Hannes Obermair

Historiador italiano medieval e contemporâneo

Hannes Obermair (Bolzano, 1961) é um historiador, arquivista e professor italiano.

Hannes Obermair

Carreira editar

Completou doutorados em História, Filosofia e Filologia Germânica nas universidades de Innsbruck e Viena, especializando-se em Arquivística, Diplomática e Paleografia no Arquivo de Estado de Bolzano.[1][2]

É um especialista em história urbana da região tirolesa-trentina pré-moderna.[3] Outras áreas de interesse são história pública, formas de escrita e documentação, editoração e publicação de manuscritos, aculturação e história cultural na passagem da Idade Média para a Idade Moderna. Mais recentemente tem se voltado para a historiografia contemporânea no contexto do fascismo e do nazismo.[2][4]
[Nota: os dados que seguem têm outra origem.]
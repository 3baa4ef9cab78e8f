//! Core traits for the collaborators the processor consumes
//!
//! The processor never reads the wall clock or talks to a settlement backend
//! directly. Both are injected behind these traits so that runs are
//! reproducible and the failure paths can be exercised in tests.

use crate::types::{ExecutionFault, TransferOperation};
use chrono::{NaiveDate, Utc};

/// Source of the current settlement date
///
/// Transfers whose `execute_by` date is strictly after `today()` are deferred.
pub trait Clock: Send + Sync {
    /// Current date in UTC
    fn today(&self) -> NaiveDate;
}

/// Clock backed by the system time (UTC)
#[derive(Debug, Clone, Copy, Default)]
pub struct SystemClock;

impl Clock for SystemClock {
    fn today(&self) -> NaiveDate {
        Utc::now().date_naive()
    }
}

/// Clock pinned to a fixed date
#[derive(Debug, Clone, Copy, PartialEq, Eq)]
pub struct FixedClock(pub NaiveDate);

impl Clock for FixedClock {
    fn today(&self) -> NaiveDate {
        self.0
    }
}

/// Backend that finalizes immediate transfers
///
/// Called once per transfer that settles synchronously, after validation has
/// passed and before any balance change is returned. An `Err` marks the
/// transfer `failed` with balances unchanged.
pub trait SettlementGateway: Send + Sync {
    /// Settle a validated transfer
    fn settle(&self, operation: &TransferOperation) -> Result<(), ExecutionFault>;
}

/// Gateway that accepts every transfer
#[derive(Debug, Clone, Copy, Default)]
pub struct InstantSettlement;

impl SettlementGateway for InstantSettlement {
    fn settle(&self, _operation: &TransferOperation) -> Result<(), ExecutionFault> {
        Ok(())
    }
}
//! Asynchronous batch processing strategy
//!
//! This module provides an asynchronous, multi-threaded implementation of the
//! ProcessingStrategy trait. Requests are read in batches and batches are
//! processed in parallel on the blocking thread pool of a tokio runtime.
//!
//! # Architecture
//!
//! ```text
//! AsyncProcessingStrategy
//!     ├── BatchConfig (batch_size, max_concurrent_batches)
//!     ├── AsyncReader (batch line reading)
//!     ├── spawn_blocking per batch (InstructionProcessor::process)
//!     └── buffered stream (responses written in input order)
//! ```
//!
//! # Ordering
//!
//! Every request is independent, so batches need no coordination. Results
//! are still written in input order, which makes the output identical to the
//! synchronous strategy.

use crate::core::InstructionProcessor;
use crate::io::async_reader::AsyncReader;
use crate::io::json_format::write_envelope;
use crate::io::sync_reader::RequestLine;
use crate::strategy::{respond, ProcessingStrategy};
use crate::types::{InputError, ResponseEnvelope};
use futures::stream::{self, StreamExt, TryStreamExt};
use std::io::Write;
use std::path::Path;
use std::sync::Arc;
use tokio::io::BufReader;
use tracing::{debug, warn};

/// Configuration for batch processing
///
/// Controls how requests are batched and how many batches are processed
/// at the same time.
#[derive(Clone, Debug, PartialEq, Eq)]
pub struct BatchConfig {
    /// Number of requests per batch
    pub batch_size: usize,
    /// Maximum number of batches processing concurrently
    pub max_concurrent_batches: usize,
}

impl Default for BatchConfig {
    fn default() -> Self {
        Self {
            batch_size: 1000,
            max_concurrent_batches: num_cpus::get(),
        }
    }
}

impl BatchConfig {
    /// Create a new BatchConfig with custom values
    ///
    /// Zero values fall back to the defaults with a warning.
    pub fn new(batch_size: usize, max_concurrent_batches: usize) -> Self {
        let default = Self::default();

        let batch_size = if batch_size == 0 {
            warn!(
                batch_size,
                default = default.batch_size,
                "invalid batch_size, using default"
            );
            default.batch_size
        } else {
            batch_size
        };

        let max_concurrent_batches = if max_concurrent_batches == 0 {
            warn!(
                max_concurrent_batches,
                default = default.max_concurrent_batches,
                "invalid max_concurrent_batches, using default"
            );
            default.max_concurrent_batches
        } else {
            max_concurrent_batches
        };

        Self {
            batch_size,
            max_concurrent_batches,
        }
    }
}

/// Asynchronous batch processing strategy
///
/// # Configuration
///
/// The strategy accepts a BatchConfig with:
/// - `batch_size`: Number of requests per batch (default: 1000)
/// - `max_concurrent_batches`: Batches in flight and worker threads (default: CPU cores)
#[derive(Debug, Clone)]
pub struct AsyncProcessingStrategy {
    /// Batch processing configuration
    config: BatchConfig,
    processor: Arc<InstructionProcessor>,
}

impl AsyncProcessingStrategy {
    /// Create a new AsyncProcessingStrategy
    ///
    /// # Arguments
    ///
    /// * `config` - BatchConfig with batch_size and max_concurrent_batches
    /// * `processor` - Shared instruction processor
    pub fn new(config: BatchConfig, processor: Arc<InstructionProcessor>) -> Self {
        Self { config, processor }
    }

    /// Configured batch settings
    pub fn config(&self) -> &BatchConfig {
        &self.config
    }
}

fn process_batch(
    processor: &InstructionProcessor,
    batch: Vec<RequestLine>,
) -> Vec<ResponseEnvelope> {
    batch
        .iter()
        .map(|line| respond(processor, &line.content))
        .collect()
}

impl ProcessingStrategy for AsyncProcessingStrategy {
    /// Process requests from input file and write one response per line
    ///
    /// 1. Creates a tokio multi-threaded runtime
    /// 2. Reads requests in batches using AsyncReader
    /// 3. Hands each batch to the blocking pool, at most
    ///    `max_concurrent_batches` at a time
    /// 4. Writes the responses batch by batch in input order
    ///
    /// # Error Handling
    ///
    /// Fatal errors (file not found, I/O errors, runtime errors) are returned
    /// immediately. Malformed or rejected requests produce 400 envelopes.
    fn process(&self, input_path: &Path, output: &mut dyn Write) -> Result<(), InputError> {
        let runtime = tokio::runtime::Builder::new_multi_thread()
            .worker_threads(self.config.max_concurrent_batches)
            .max_blocking_threads(self.config.max_concurrent_batches)
            .build()
            .map_err(|e| InputError::runtime(format!("failed to create tokio runtime: {}", e)))?;

        runtime.block_on(async {
            let file = tokio::fs::File::open(input_path)
                .await
                .map_err(|_| InputError::file_not_found(input_path.display().to_string()))?;
            let reader = AsyncReader::new(BufReader::new(file));
            let batch_size = self.config.batch_size;

            let batches = stream::try_unfold(reader, move |mut reader| async move {
                let batch = reader.read_batch(batch_size).await?;
                Ok::<_, InputError>((!batch.is_empty()).then_some((batch, reader)))
            });

            let responses = batches
                .map_ok(|batch| {
                    let processor = Arc::clone(&self.processor);
                    debug!(size = batch.len(), "dispatching batch");
                    tokio::task::spawn_blocking(move || process_batch(&processor, batch))
                })
                .map(|handle| async move {
                    match handle {
                        Ok(handle) => handle.await.map_err(InputError::runtime),
                        Err(e) => Err(e),
                    }
                })
                .buffered(self.config.max_concurrent_batches);
            let mut responses = std::pin::pin!(responses);

            while let Some(envelopes) = responses.try_next().await? {
                for envelope in &envelopes {
                    write_envelope(envelope, output)?;
                }
            }

            output.flush()?;
            Ok(())
        })
    }
}

#[cfg(test)]
mod tests {
    use super::*;
    use crate::strategy::SyncProcessingStrategy;
    use std::io::Write;
    use tempfile::NamedTempFile;

    /// Helper function to create a temporary JSONL file for testing
    fn create_temp_jsonl(content: &str) -> NamedTempFile {
        let mut file = NamedTempFile::new().expect("Failed to create temp file");
        file.write_all(content.as_bytes())
            .expect("Failed to write to temp file");
        file.flush().expect("Failed to flush temp file");
        file
    }

    fn request(debit_balance: u32, amount: u32) -> String {
        format!(
            r#"{{"accounts":[{{"id":"A","balance":{},"currency":"NGN"}},{{"id":"B","balance":0,"currency":"NGN"}}],"instruction":"DEBIT A {} NGN; CREDIT B {} NGN"}}"#,
            debit_balance, amount, amount
        )
    }

    fn processor() -> Arc<InstructionProcessor> {
        Arc::new(InstructionProcessor::default())
    }

    #[test]
    fn test_async_strategy_processes_valid_request() {
        let file = create_temp_jsonl(&request(500, 200));
        let strategy = AsyncProcessingStrategy::new(BatchConfig::default(), processor());
        let mut output = Vec::new();

        strategy.process(file.path(), &mut output).unwrap();

        let text = String::from_utf8(output).unwrap();
        assert_eq!(text.lines().count(), 1);
        assert!(text.contains("\"http_status\":200"));
    }

    #[test]
    fn test_async_strategy_handles_missing_file() {
        let strategy = AsyncProcessingStrategy::new(BatchConfig::default(), processor());
        let mut output = Vec::new();

        let result = strategy.process(Path::new("nonexistent.jsonl"), &mut output);

        assert_eq!(
            result.unwrap_err(),
            InputError::file_not_found("nonexistent.jsonl")
        );
    }

    #[test]
    fn test_async_strategy_matches_sync_output_across_batches() {
        // Alternate accepted and rejected requests over several small batches
        let content: Vec<String> = (1..=25)
            .map(|i| if i % 3 == 0 { request(10, 50) } else { request(100 + i, i) })
            .collect();
        let file = create_temp_jsonl(&content.join("\n"));

        let mut async_output = Vec::new();
        AsyncProcessingStrategy::new(BatchConfig::new(4, 3), processor())
            .process(file.path(), &mut async_output)
            .unwrap();

        let mut sync_output = Vec::new();
        SyncProcessingStrategy::new(processor())
            .process(file.path(), &mut sync_output)
            .unwrap();

        assert_eq!(async_output, sync_output);
        assert_eq!(String::from_utf8(async_output).unwrap().lines().count(), 25);
    }

    #[test]
    fn test_batch_config_zero_values_fall_back_to_defaults() {
        let config = BatchConfig::new(0, 0);
        assert_eq!(config, BatchConfig::default());
    }

    #[test]
    fn test_batch_config_keeps_valid_values() {
        let config = BatchConfig::new(10, 2);
        assert_eq!(config.batch_size, 10);
        assert_eq!(config.max_concurrent_batches, 2);
    }
}
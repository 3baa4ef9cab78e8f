//! I/O module
//!
//! Handles request decoding, account CSV files and response output.
//!
//! # Components
//!
//! - `json_format` - JSON request/response handling and field validation
//! - `csv_format` - Account snapshot CSV input and output
//! - `sync_reader` - Synchronous JSON Lines reader with iterator interface
//! - `async_reader` - Asynchronous JSON Lines reader with batch reading interface

pub mod async_reader;
pub mod csv_format;
pub mod json_format;
pub mod sync_reader;

pub use async_reader::AsyncReader;
pub use csv_format::{parse_accounts_csv, read_accounts_csv, write_accounts_csv};
pub use json_format::{
    parse_request_line, validate_request, write_envelope, AccountInput, PaymentRequest,
    ValidRequest,
};
pub use sync_reader::{RequestLine, SyncReader};
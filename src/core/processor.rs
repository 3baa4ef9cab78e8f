//! Instruction processor
//!
//! This module provides the InstructionProcessor that orchestrates one
//! instruction through every stage of the pipeline:
//!
//! ```text
//! raw string + accounts
//!     → InstructionParser   (Parsed)
//!     → AccountResolver     (Resolved)
//!     → ValidationEngine    (Validated)
//!     → TransferExecutor    (Executed: successful | pending | failed)
//!     → ResultBuilder
//! ```
//!
//! A failure in parsing, resolution or validation stops the pipeline and
//! rejects the instruction with every violation found in that stage. Nothing
//! is retried, and the supplied accounts are never modified.

use crate::core::executor::{PendingPolicy, TransferExecutor};
use crate::core::parser::InstructionParser;
use crate::core::resolver::AccountResolver;
use crate::core::result_builder::ResultBuilder;
use crate::core::traits::{Clock, FixedClock, InstantSettlement, SettlementGateway, SystemClock};
use crate::core::validator::{ValidationEngine, DEFAULT_SUPPORTED_CURRENCIES};
use crate::types::{Account, Currency, ProcessingError, ProcessingResult, Stage, TransferSummary};
use chrono::NaiveDate;
use std::sync::Arc;
use tracing::{debug, info};

/// Configuration of an InstructionProcessor
#[derive(Debug, Clone, PartialEq)]
pub struct ProcessorConfig {
    /// Currencies a transfer may be denominated in; empty accepts any
    pub supported_currencies: Vec<Currency>,

    /// Balance treatment of future-dated transfers
    pub pending_policy: PendingPolicy,

    /// Fixed settlement date; `None` follows the system clock (UTC)
    pub today: Option<NaiveDate>,
}

impl Default for ProcessorConfig {
    fn default() -> Self {
        Self {
            supported_currencies: DEFAULT_SUPPORTED_CURRENCIES.to_vec(),
            pending_policy: PendingPolicy::default(),
            today: None,
        }
    }
}

impl ProcessorConfig {
    /// Create a new ProcessorConfig
    ///
    /// Duplicate currencies are dropped, keeping the first occurrence.
    pub fn new(
        supported_currencies: Vec<Currency>,
        pending_policy: PendingPolicy,
        today: Option<NaiveDate>,
    ) -> Self {
        let mut unique = Vec::with_capacity(supported_currencies.len());
        for currency in supported_currencies {
            if !unique.contains(&currency) {
                unique.push(currency);
            }
        }

        Self {
            supported_currencies: unique,
            pending_policy,
            today,
        }
    }
}

/// Instruction processor
///
/// Stateless between calls: every call to [`process`](Self::process) works on
/// the accounts it is given and returns fresh values, so one processor can be
/// shared across threads behind an `Arc`.
#[derive(Debug, Clone)]
pub struct InstructionProcessor {
    parser: InstructionParser,
    resolver: AccountResolver,
    validator: ValidationEngine,
    executor: TransferExecutor,
}

impl Default for InstructionProcessor {
    fn default() -> Self {
        Self::new(ProcessorConfig::default())
    }
}

impl InstructionProcessor {
    /// Create a new InstructionProcessor
    ///
    /// Uses a [`FixedClock`] when `config.today` is set, the [`SystemClock`]
    /// otherwise, and settles immediate transfers with [`InstantSettlement`].
    pub fn new(config: ProcessorConfig) -> Self {
        let clock: Arc<dyn Clock> = match config.today {
            Some(date) => Arc::new(FixedClock(date)),
            None => Arc::new(SystemClock),
        };
        Self::with_collaborators(config, clock, Arc::new(InstantSettlement))
    }

    /// Create an InstructionProcessor with explicit collaborators
    ///
    /// `config.today` is ignored; `clock` decides the settlement date.
    ///
    /// # Arguments
    ///
    /// * `config` - Supported currencies and pending policy
    /// * `clock` - Source of the current settlement date
    /// * `gateway` - Backend that finalizes immediate transfers
    pub fn with_collaborators(
        config: ProcessorConfig,
        clock: Arc<dyn Clock>,
        gateway: Arc<dyn SettlementGateway>,
    ) -> Self {
        InstructionProcessor {
            parser: InstructionParser::new(),
            resolver: AccountResolver::new(),
            validator: ValidationEngine::new(config.supported_currencies),
            executor: TransferExecutor::new(config.pending_policy, clock, gateway),
        }
    }

    /// Process one instruction against a set of accounts
    ///
    /// # Arguments
    ///
    /// * `accounts` - Account snapshot supplied with the request
    /// * `instruction` - Raw instruction string
    ///
    /// # Returns
    ///
    /// * `ProcessingResult::Success` if the transfer executed, whatever its
    ///   settlement status
    /// * `ProcessingResult::Failure` with every violation of the stage that
    ///   rejected it
    pub fn process(&self, accounts: &[Account], instruction: &str) -> ProcessingResult {
        info!(instruction, accounts = accounts.len(), "processing instruction");

        match self.run(accounts, instruction) {
            Ok(summary) => {
                info!(
                    status = ?summary.status,
                    status_code = ?summary.status_code,
                    debit = %summary.debit_account,
                    credit = %summary.credit_account,
                    "instruction processed"
                );
                ProcessingResult::Success(summary)
            }
            Err(error) => {
                info!(stage = %error.stage(), %error, "instruction rejected");
                ResultBuilder::failure(error.into_errors())
            }
        }
    }

    fn run(
        &self,
        accounts: &[Account],
        instruction: &str,
    ) -> Result<TransferSummary, ProcessingError> {
        let operation = self.parser.parse(instruction)?;
        debug!(stage = %Stage::Parse, ?operation, "instruction parsed");

        let resolved = self
            .resolver
            .resolve(&operation, accounts)
            .map_err(|errors| ProcessingError::rejected(Stage::Resolve, errors))?;
        debug!(
            stage = %Stage::Resolve,
            debit = %resolved.debit.id,
            credit = %resolved.credit.id,
            "accounts resolved"
        );

        let transfer = self
            .validator
            .validate(&operation, resolved)
            .map_err(|errors| ProcessingError::rejected(Stage::Validate, errors))?;
        debug!(stage = %Stage::Validate, currency = %transfer.currency, "transfer validated");

        let execution = self.executor.execute(&transfer);
        debug!(stage = %Stage::Execute, status = ?execution.status, "transfer executed");

        Ok(ResultBuilder::success(&transfer, execution, accounts))
    }
}
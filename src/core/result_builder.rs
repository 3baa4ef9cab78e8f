//! Result assembly
//!
//! Builds the two shapes an instruction can end in: a [`TransferSummary`] for
//! executed transfers and an error list for rejected ones, and wraps either in
//! the HTTP-shaped [`ResponseEnvelope`].

use crate::core::executor::Execution;
use crate::core::validator::ValidatedTransfer;
use crate::types::{
    Account, EnvelopeStatus, ErrorList, FieldError, ProcessingResult, ResponseBody, ResponseData,
    ResponseEnvelope, TransferSummary,
};

/// Message of every 200 response
pub const MESSAGE_PROCESSED: &str = "Transaction processed successfully";

/// Message of every 400 response
pub const MESSAGE_REJECTED: &str = "Validation failed";

/// Assembles processing results and response envelopes
#[derive(Debug, Clone, Copy, Default)]
pub struct ResultBuilder;

impl ResultBuilder {
    /// Build the summary of an executed transfer
    ///
    /// The account list holds every supplied account in input order. The two
    /// accounts the transfer touched carry their post-execution balances; every
    /// other account is reported with `balance == balance_before`.
    ///
    /// # Arguments
    ///
    /// * `transfer` - The validated transfer that was executed
    /// * `execution` - Outcome of the executor
    /// * `accounts` - Accounts supplied with the request
    pub fn success(
        transfer: &ValidatedTransfer<'_>,
        execution: Execution,
        accounts: &[Account],
    ) -> TransferSummary {
        let operation = transfer.operation;
        let accounts = accounts
            .iter()
            .map(|account| {
                if account.id == execution.debit.id {
                    execution.debit.clone()
                } else if account.id == execution.credit.id {
                    execution.credit.clone()
                } else {
                    account.unchanged()
                }
            })
            .collect();

        TransferSummary {
            instruction_type: operation.instruction_type,
            amount: operation.amount,
            currency: transfer.currency,
            debit_account: operation.debit_account.clone(),
            credit_account: operation.credit_account.clone(),
            execute_by: operation.execute_by,
            status: execution.status,
            status_reason: execution.status_reason,
            status_code: execution.status_code,
            accounts,
        }
    }

    /// Build the result of a rejected instruction
    pub fn failure(errors: Vec<FieldError>) -> ProcessingResult {
        ProcessingResult::Failure(errors)
    }

    /// Wrap a processing result in its response envelope
    ///
    /// Executed transfers answer 200 with the transfer status as the body
    /// status; rejections answer 400 with status `error`.
    pub fn envelope(result: &ProcessingResult) -> ResponseEnvelope {
        match result {
            ProcessingResult::Success(summary) => ResponseEnvelope {
                http_status: 200,
                body: ResponseBody {
                    status: summary.status.into(),
                    message: MESSAGE_PROCESSED.to_string(),
                    data: ResponseData::Transfer(summary.clone()),
                },
            },
            ProcessingResult::Failure(errors) => Self::rejection(errors.clone()),
        }
    }

    /// 400 envelope for errors raised before the core ran
    pub fn rejection(errors: Vec<FieldError>) -> ResponseEnvelope {
        ResponseEnvelope {
            http_status: 400,
            body: ResponseBody {
                status: EnvelopeStatus::Error,
                message: MESSAGE_REJECTED.to_string(),
                data: ResponseData::Errors(ErrorList { errors }),
            },
        }
    }
}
Lecionou na Universidade de Innsbruck, foi pesquisador do Arquivo Provincial de Bolzano, dos Museus Estatais da Província de Bolzano, do Instituto Histórico Max Planck e diretor do Arquivo Histórico de Bolzano.[4] Foi um dos fundadores e presidente da Sociedade Geschichte und Region / Storia e regione,[5] e é pesquisador residente sênior no centro de pesquisa de Bolzano Eurac Research.[4]

Deu importante contribuição para as atividades do Arquivo Provincial e do Arquivo Histórico e para a historiografia e memória do Alto Ádige e sobretudo da cidade de Bolzano.[6] Tem extensa bibliografia publicada,[4] destacando-se:[5]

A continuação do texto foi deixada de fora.